User in now notified about "Locked User account" message instead of "The password or username you entered is incorrect" or any generic error message Fixes : https://fedorahosted.org/freeipa/ticket/5076 Signed-off-by: Abhijeet Kasurde <akasurde@redhat.com> Reviewed-By: Martin Basti <mbasti@redhat.com> Reviewed-By: Pavel Vomacka <pvomacka@redhat.com>
author: Abhijeet Kasurde <akasurde@redhat.com> 2016-04-20 11:09:53 +0530
committer: Martin Basti <mbasti@redhat.com> 2016-04-28 17:04:37 +0200
commit: 3d07c889ce21ffe1d8baec3fd0c13bc67aa1d725 (patch)
tree: 64de24101dfd378cf73ebc76bfb0f05abf461f3f
parent: 05cb4ba4e97d8cbffaf1c16451c488db4a90a878 (diff)

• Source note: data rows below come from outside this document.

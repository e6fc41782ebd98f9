//! Parsed flow representation
//!
//! A flow is a metadata header plus an ordered command list. Commands are
//! an explicit tagged union so the executor's dispatch is exhaustive.

use serde::Serialize;
use std::collections::BTreeMap;

use crate::error::{FlowError, FlowResult};

/// Flow header fields
#[derive(Debug, Clone, Default, PartialEq, Serialize)]
pub struct FlowMetadata {
    pub start_url: Option<String>,
    pub tags: Vec<String>,
    pub app_id: Option<String>,
}

/// A parsed flow. Identity is the filename-derived name.
#[derive(Debug, Clone, PartialEq, Serialize)]
pub struct Flow {
    pub name: String,
    pub metadata: FlowMetadata,
    pub commands: Vec<Command>,
}

/// Argument of a parametrized command
#[derive(Debug, Clone, PartialEq, Serialize)]
#[serde(untagged)]
pub enum CommandArg {
    Scalar(String),
    Record(BTreeMap<String, CommandArg>),
    List(Vec<Command>),
}

/// One flow command
#[derive(Debug, Clone, PartialEq)]
pub enum Command {
    /// Bare command such as `back`
    Simple(String),
    /// Command with a scalar, record or nested command list
    Parametrized(String, CommandArg),
}

/// Executor-level classification of a command name
#[derive(Debug, Clone, Copy, PartialEq, Eq, Hash, Serialize)]
pub enum CommandKind {
    Navigate,
    Tap,
    InputText,
    Scroll,
    PressKey,
    EraseText,
    EvalScript,
    Back,
    Screenshot,
    LaunchApp,
    WaitUntil,
    WaitForAnimation,
    AssertVisible,
    AssertNotVisible,
    Repeat,
    RunFlow,
    Unknown,
}

impl CommandKind {
    /// Classify a canonical or aliased command name
    pub fn from_name(name: &str) -> Self {
        match canonical_name(name) {
            "openLink" => CommandKind::Navigate,
            "tapOn" => CommandKind::Tap,
            "inputText" => CommandKind::InputText,
            "scroll" => CommandKind::Scroll,
            "pressKey" => CommandKind::PressKey,
            "eraseText" => CommandKind::EraseText,
            "evalScript" => CommandKind::EvalScript,
            "back" => CommandKind::Back,
            "takeScreenshot" => CommandKind::Screenshot,
            "launchApp" => CommandKind::LaunchApp,
            "extendedWaitUntil" => CommandKind::WaitUntil,
            "waitForAnimationToEnd" => CommandKind::WaitForAnimation,
            "assertVisible" => CommandKind::AssertVisible,
            "assertNotVisible" => CommandKind::AssertNotVisible,
            "repeat" => CommandKind::Repeat,
            "runFlow" => CommandKind::RunFlow,
            _ => CommandKind::Unknown,
        }
    }
}

/// Alias → canonical command name
pub const ALIASES: &[(&str, &str)] = &[
    ("tap", "tapOn"),
    ("click", "tapOn"),
    ("navigate", "openLink"),
    ("goto", "openLink"),
    ("openUrl", "openLink"),
    ("open", "openLink"),
    ("type", "inputText"),
    ("typeText", "inputText"),
    ("press", "pressKey"),
    ("screenshot", "takeScreenshot"),
    ("goBack", "back"),
    ("wait", "extendedWaitUntil"),
    ("waitUntil", "extendedWaitUntil"),
    ("waitFor", "extendedWaitUntil"),
    ("runScript", "evalScript"),
    ("evaluate", "evalScript"),
    ("erase", "eraseText"),
];

/// Single-argument commands whose `{key: value}` form flattens to `value`
pub const FLATTEN_KEYS: &[(&str, &str)] = &[
    ("openLink", "url"),
    ("inputText", "text"),
    ("pressKey", "key"),
    ("runFlow", "file"),
    ("evalScript", "script"),
    ("assertVisible", "text"),
    ("assertNotVisible", "text"),
];

/// Commands allowed to carry a visibility condition
pub const VISIBILITY_COMMANDS: &[&str] = &["extendedWaitUntil", "assertVisible", "assertNotVisible"];

pub fn canonical_name(name: &str) -> &str {
    ALIASES
        .iter()
        .find(|(alias, _)| *alias == name)
        .map(|(_, canonical)| *canonical)
        .unwrap_or(name)
}

pub fn flatten_key(command: &str) -> Option<&'static str> {
    FLATTEN_KEYS
        .iter()
        .find(|(name, _)| *name == command)
        .map(|(_, key)| *key)
}

impl Command {
    pub fn name(&self) -> &str {
        match self {
            Command::Simple(name) | Command::Parametrized(name, _) => name,
        }
    }

    pub fn arg(&self) -> Option<&CommandArg> {
        match self {
            Command::Simple(_) => None,
            Command::Parametrized(_, arg) => Some(arg),
        }
    }

    pub fn kind(&self) -> CommandKind {
        CommandKind::from_name(self.name())
    }

    /// The scalar argument, or `key` of a record argument
    pub fn value(&self, key: &str) -> Option<&str> {
        match self.arg()? {
            CommandArg::Scalar(s) => Some(s.as_str()),
            CommandArg::Record(map) => map.get(key).and_then(CommandArg::as_scalar),
            CommandArg::List(_) => None,
        }
    }

    /// A named field of a record argument
    pub fn field(&self, key: &str) -> Option<&CommandArg> {
        match self.arg()? {
            CommandArg::Record(map) => map.get(key),
            _ => None,
        }
    }

    /// Short human-readable form used in step results and logs
    pub fn label(&self) -> String {
        match self {
            Command::Simple(name) => name.clone(),
            Command::Parametrized(name, CommandArg::Scalar(s)) => format!("{}: {}", name, s),
            Command::Parametrized(name, CommandArg::Record(map)) => {
                let fields: Vec<String> = map
                    .iter()
                    .map(|(k, v)| match v {
                        CommandArg::Scalar(s) => format!("{}={}", k, s),
                        CommandArg::Record(_) => format!("{}={{..}}", k),
                        CommandArg::List(items) => format!("{}=[{} commands]", k, items.len()),
                    })
                    .collect();
                format!("{} {{{}}}", name, fields.join(", "))
            }
            Command::Parametrized(name, CommandArg::List(items)) => {
                format!("{} [{} commands]", name, items.len())
            }
        }
    }

    /// Decode one command list item
    pub fn from_yaml(value: &serde_yaml::Value) -> FlowResult<Self> {
        use serde_yaml::Value;
        match value {
            Value::String(name) => Ok(Command::Simple(name.trim().to_string())),
            Value::Mapping(map) if map.len() == 1 => {
                let (key, arg) = map.iter().next().ok_or_else(|| malformed("empty command"))?;
                let name = yaml_scalar(key).ok_or_else(|| malformed("command name must be a string"))?;
                if arg.is_null() {
                    return Ok(Command::Simple(name));
                }
                Ok(Command::Parametrized(name, CommandArg::from_yaml(arg)?))
            }
            Value::Mapping(map) => Err(malformed(&format!(
                "command item must have exactly one key, found {}",
                map.len()
            ))),
            other => Err(malformed(&format!("unexpected command item: {:?}", other))),
        }
    }

    /// Decode one command from analysis-stage JSON
    pub fn from_json(value: &serde_json::Value) -> FlowResult<Self> {
        let yaml = serde_yaml::to_value(value)
            .map_err(|e| malformed(&format!("command not representable: {}", e)))?;
        Self::from_yaml(&yaml)
    }

    pub fn to_json(&self) -> serde_json::Value {
        match self {
            Command::Simple(name) => serde_json::Value::String(name.clone()),
            Command::Parametrized(name, arg) => {
                let mut map = serde_json::Map::new();
                map.insert(name.clone(), arg.to_json());
                serde_json::Value::Object(map)
            }
        }
    }
}

impl Serialize for Command {
    fn serialize<S: serde::Serializer>(&self, serializer: S) -> Result<S::Ok, S::Error> {
        self.to_json().serialize(serializer)
    }
}

impl CommandArg {
    pub fn as_scalar(&self) -> Option<&str> {
        match self {
            CommandArg::Scalar(s) => Some(s.as_str()),
            _ => None,
        }
    }

    pub fn from_yaml(value: &serde_yaml::Value) -> FlowResult<Self> {
        use serde_yaml::Value;
        match value {
            Value::Sequence(items) => Ok(CommandArg::List(
                items.iter().map(Command::from_yaml).collect::<FlowResult<_>>()?,
            )),
            Value::Mapping(map) => {
                let mut record = BTreeMap::new();
                for (k, v) in map {
                    let key = yaml_scalar(k).ok_or_else(|| malformed("record key must be a scalar"))?;
                    let arg = if v.is_null() {
                        CommandArg::Scalar(String::new())
                    } else {
                        CommandArg::from_yaml(v)?
                    };
                    record.insert(key, arg);
                }
                Ok(CommandArg::Record(record))
            }
            Value::Tagged(tagged) => CommandArg::from_yaml(&tagged.value),
            scalar => yaml_scalar(scalar)
                .map(CommandArg::Scalar)
                .ok_or_else(|| malformed("unsupported argument value")),
        }
    }

    pub fn to_json(&self) -> serde_json::Value {
        match self {
            CommandArg::Scalar(s) => serde_json::Value::String(s.clone()),
            CommandArg::Record(map) => serde_json::Value::Object(
                map.iter().map(|(k, v)| (k.clone(), v.to_json())).collect(),
            ),
            CommandArg::List(items) => {
                serde_json::Value::Array(items.iter().map(Command::to_json).collect())
            }
        }
    }
}

/// Render a YAML scalar as text; `None` for collections
pub(crate) fn yaml_scalar(value: &serde_yaml::Value) -> Option<String> {
    use serde_yaml::Value;
    match value {
        Value::String(s) => Some(s.clone()),
        Value::Number(n) => Some(n.to_string()),
        Value::Bool(b) => Some(b.to_string()),
        Value::Null => Some(String::new()),
        _ => None,
    }
}

fn malformed(reason: &str) -> FlowError {
    FlowError::Malformed {
        name: String::new(),
        reason: reason.to_string(),
    }
}
//! Error types for FlowScout

use thiserror::Error;

/// Result type alias using FlowScout Error
pub type Result<T> = std::result::Result<T, Error>;

/// FlowScout error types
#[derive(Error, Debug)]
pub enum Error {
    #[error("IO error: {0}")]
    Io(#[from] std::io::Error),

    #[error("Database error: {0}")]
    Database(#[from] rusqlite::Error),

    #[error("Serialization error: {0}")]
    Serialization(#[from] serde_json::Error),

    #[error("Browser error: {0}")]
    Browser(String),

    #[error("Model error: {0}")]
    Model(String),

    #[error("Resource not found: {kind} with id {id}")]
    NotFound { kind: String, id: String },

    #[error("Invalid configuration: {0}")]
    InvalidConfig(String),

    #[error("Invalid state transition: {from} -> {to}")]
    InvalidStateTransition { from: String, to: String },

    #[error("Operation timeout after {seconds}s")]
    Timeout { seconds: u64 },

    #[error("Internal error: {0}")]
    Internal(String),
}

impl Error {
    pub fn not_found(kind: &str, id: impl Into<String>) -> Self {
        Error::NotFound {
            kind: kind.to_string(),
            id: id.into(),
        }
    }
}
impl ScenarioExecutor {
    pub fn new(browser: Arc<dyn Browser>, model: Arc<dyn ModelClient>, reporter: JobReporter) -> Self {
        Self {
            browser,
            model,
            reporter,
            config: AgentConfig::default(),
            tools: tool_defs(),
        }
    }

    pub fn with_config(mut self, config: AgentConfig) -> Self {
        self.config = config;
        self
    }

    /// Run scenarios one after another; a failure never stops the rest
    pub async fn execute_all(&self, scenarios: &[Scenario], cancel: &CancellationToken) -> Vec<ScenarioOutcome> {
        let mut outcomes = Vec::with_capacity(scenarios.len());
        info!("Running {} scenario(s)...", scenarios.len());

        for (i, scenario) in scenarios.iter().enumerate() {
            self.reporter.emit(ProgressEvent::JobProgress {
                step: "scenarios".to_string(),
                message: format!("Running scenario {} ({}/{})", scenario.name, i + 1, scenarios.len()),
            });

            let outcome = self.execute_scenario(scenario, cancel).await;
            if outcome.passed {
                info!("✓ {} ({} iterations)", outcome.name, outcome.iterations);
            } else {
                error!("✗ {} - {}", outcome.name, outcome.reason);
            }
            outcomes.push(outcome);
        }

        outcomes
    }

    /// Drive one scenario to a verdict
    pub async fn execute_scenario(&self, scenario: &Scenario, cancel: &CancellationToken) -> ScenarioOutcome {
        let mut run = Run::new(scenario);

        if cancel.is_cancelled() {
            return run.fail(AgentError::Cancelled.to_string());
        }

        let mut opening = vec![ContentBlock::text(scenario_prompt(scenario))];
        if let Some(url) = &scenario.start_url {
            if let Err(e) = self.browser.navigate(url).await {
                return run.fail(format!("Failed to open start url {}: {}", url, e));
            }
        }
        match self.browser.capture_screenshot(self.config.screenshot_timeout).await {
            Ok(shot) => opening.push(ContentBlock::png(shot)),
            Err(e) => warn!("Initial screenshot for '{}' failed: {}", scenario.name, e),
        }

        let mut transcript = Transcript::new(self.config.keep_images);
        transcript.push(AgentMessage::user(opening));

        while run.iterations < self.config.max_iterations {
            if cancel.is_cancelled() {
                return run.fail(AgentError::Cancelled.to_string());
            }
            run.iterations += 1;

            let response = match self.call_model(&transcript, cancel).await {
                Ok(response) => response,
                Err(e) => return run.fail(e.to_string()),
            };

            let text = response.text();
            if !text.is_empty() {
                debug!("[{}] {}", scenario.name, text);
                self.reporter.emit(ProgressEvent::Reasoning { text });
            }

            let calls = response.tool_calls();
            transcript.push(AgentMessage::assistant(response.content));
            if calls.is_empty() {
                return run.fail("stopped without verdict".to_string());
            }

            let mut results = Vec::with_capacity(calls.len());
            for call in &calls {
                if call.name == REPORT_RESULT {
                    match Verdict::from_input(&call.input) {
                        Ok(verdict) => return run.finish(verdict),
                        Err(message) => {
                            results.push(error_result(call, &message));
                            continue;
                        }
                    }
                }
                results.push(self.run_tool(&mut run, call).await);
            }

            transcript.push(AgentMessage::user(results));
            let removed = transcript.prune();
            if removed > 0 {
                debug!("Pruned {} screenshot(s) from '{}' transcript", removed, scenario.name);
            }
        }

        let reason = format!(
            "step budget of {} iterations exhausted without a verdict",
            self.config.max_iterations
        );
        run.fail(reason)
    }

    async fn call_model(&self, transcript: &Transcript, cancel: &CancellationToken) -> AgentResult<ModelResponse> {
        let mut attempt = 0;
        loop {
            let result = tokio::select! {
                _ = cancel.cancelled() => return Err(AgentError::Cancelled),
                r = self.model.call_with_tools(SYSTEM_PROMPT, transcript.messages(), &self.tools) => r,
            };

            match result {
                Ok(response) => return Ok(response),
                Err(e) if attempt < self.config.model_retries => {
                    attempt += 1;
                    warn!("Model call failed (attempt {}): {}", attempt, e);
                    tokio::select! {
                        _ = cancel.cancelled() => return Err(AgentError::Cancelled),
                        _ = tokio::time::sleep(self.config.retry_backoff * attempt) => {}
                    }
                }
                Err(e) => return Err(AgentError::Model(e.to_string())),
            }
        }
    }

    async fn run_tool(&self, run: &mut Run, call: &ToolCall) -> ContentBlock {
        let start = Instant::now();
        debug!("Tool: {}({})", call.name, call.input);

        let result = if is_browser_tool(&call.name) {
            self.browser
                .execute(&call.name, &call.input)
                .await
                .map_err(|e| AgentError::ToolExecution {
                    tool: call.name.clone(),
                    reason: e.to_string(),
                })
        } else {
            Err(AgentError::ToolExecution {
                tool: call.name.clone(),
                reason: "unknown tool".to_string(),
            })
        };

        let (text, screenshot, is_error) = match result {
            Ok(out) => {
                let shot = match out.screenshot {
                    Some(shot) => Some(shot),
                    None => self.browser.capture_screenshot(self.config.screenshot_timeout).await.ok(),
                };
                (out.text, shot, false)
            }
            Err(e) => (e.to_string(), None, true),
        };

        let step = AgentStep {
            iteration: run.iterations,
            tool: call.name.clone(),
            input: call.input.clone(),
            output: text.clone(),
            is_error,
            duration_ms: start.elapsed().as_millis() as u64,
        };
        self.reporter.emit(ProgressEvent::StepDetail {
            detail: json!({
                "scenario": run.name,
                "iteration": step.iteration,
                "tool": step.tool,
                "input": step.input,
                "output": step.output,
                "is_error": step.is_error,
                "duration_ms": step.duration_ms,
            }),
        });
        if screenshot.is_some() {
            self.reporter.emit(ProgressEvent::ScreenshotAvailable {
                step: format!("{}#{}", run.name, run.iterations),
                path: None,
            });
        }
        run.step_log.push(step);

        let mut content = vec![ContentBlock::text(text)];
        if let Some(shot) = screenshot {
            content.push(ContentBlock::png(shot));
        }
        ContentBlock::ToolResult {
            tool_use_id: call.id.clone(),
            content,
            is_error,
        }
    }
}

download: freeipa-3d07c889ce21ffe1d8baec3fd0c13bc67aa1d725.tar.gz
freeipa-3d07c889ce21ffe1d8baec3fd0c13bc67aa1d725.tar.xz
freeipa-3d07c889ce21ffe1d8baec3fd0c13bc67aa1d725.zip
4 files changed, 24 insertions, 2 deletions
diff --git a/install/ui/src/freeipa/ipa.js b/install/ui/src/freeipa/ipa.js
index e241ad30d..830def054 100644
--- a/install/ui/src/freeipa/ipa.js
+++ b/install/ui/src/freeipa/ipa.js
@@ -498,7 +498,8 @@ IPA.login_password = function(username, password) {
             if (reason === 'password-expired' ||
                 reason === 'denied' ||
                 reason === 'krbprincipal-expired' ||
-                reason === 'invalid-password') {
+                reason === 'invalid-password' ||
+                reason === 'user-locked') {
                 result = reason;
             }
         }
diff --git a/install/ui/src/freeipa/widgets/LoginScreen.js b/install/ui/src/freeipa/widgets/LoginScreen.js
index a9f70cce7..56b388894 100644
--- a/install/ui/src/freeipa/widgets/LoginScreen.js
+++ b/install/ui/src/freeipa/widgets/LoginScreen.js
@@ -71,6 +71,8 @@ define(['dojo/_base/declare',
 
         invalid_password: "The password you entered is incorrect. ",
 
+        user_locked: "The user account you entered is locked. ",
+
         //nodes:
         login_btn_node: null,
         reset_btn_node: null,
@@ -240,6 +242,9 @@ define(['dojo/_base/declare',
                 } else if (result === 'invalid-password') {
                     password_f.set_value('');
                     val_summary.add_error('login', this.invalid_password);
+                } else if (result === 'user-locked') {
+                    password_f.set_value('');
+                    val_summary.add_error('login', this.user_locked);
                 } else {
                     password_f.set_value('');
                     val_summary.add_error('login', this.form_auth_failed);
diff --git a/ipalib/errors.py b/ipalib/errors.py
index 67ed2818f..52fa25f02 100644
--- a/ipalib/errors.py
+++ b/ipalib/errors.py
@@ -607,6 +607,12 @@ class KrbPrincipalExpired(SessionError):
     """
     errno = 1203
 
+class UserLocked(SessionError):
+    """
+    **1204** Raised when a user account is locked.
+    """
+    errno = 1204
+
 ##############################################################################
 # 2000 - 2999: Authorization errors
 class AuthorizationError(PublicError):
diff --git a/ipaserver/rpcserver.py b/ipaserver/rpcserver.py
index 96f82d5e2..df6473669 100644
--- a/ipaserver/rpcserver.py
+++ b/ipaserver/rpcserver.py
@@ -43,7 +43,7 @@ from ipalib.capabilities import VERSION_WITHOUT_CAPABILITIES
 from ipalib.backend import Executioner
 from ipalib.errors import (PublicError, InternalError, CommandError, JSONError,
     CCacheError, RefererError, InvalidSessionPassword, NotFound, ACIError,
-    ExecutionError, PasswordExpired, KrbPrincipalExpired)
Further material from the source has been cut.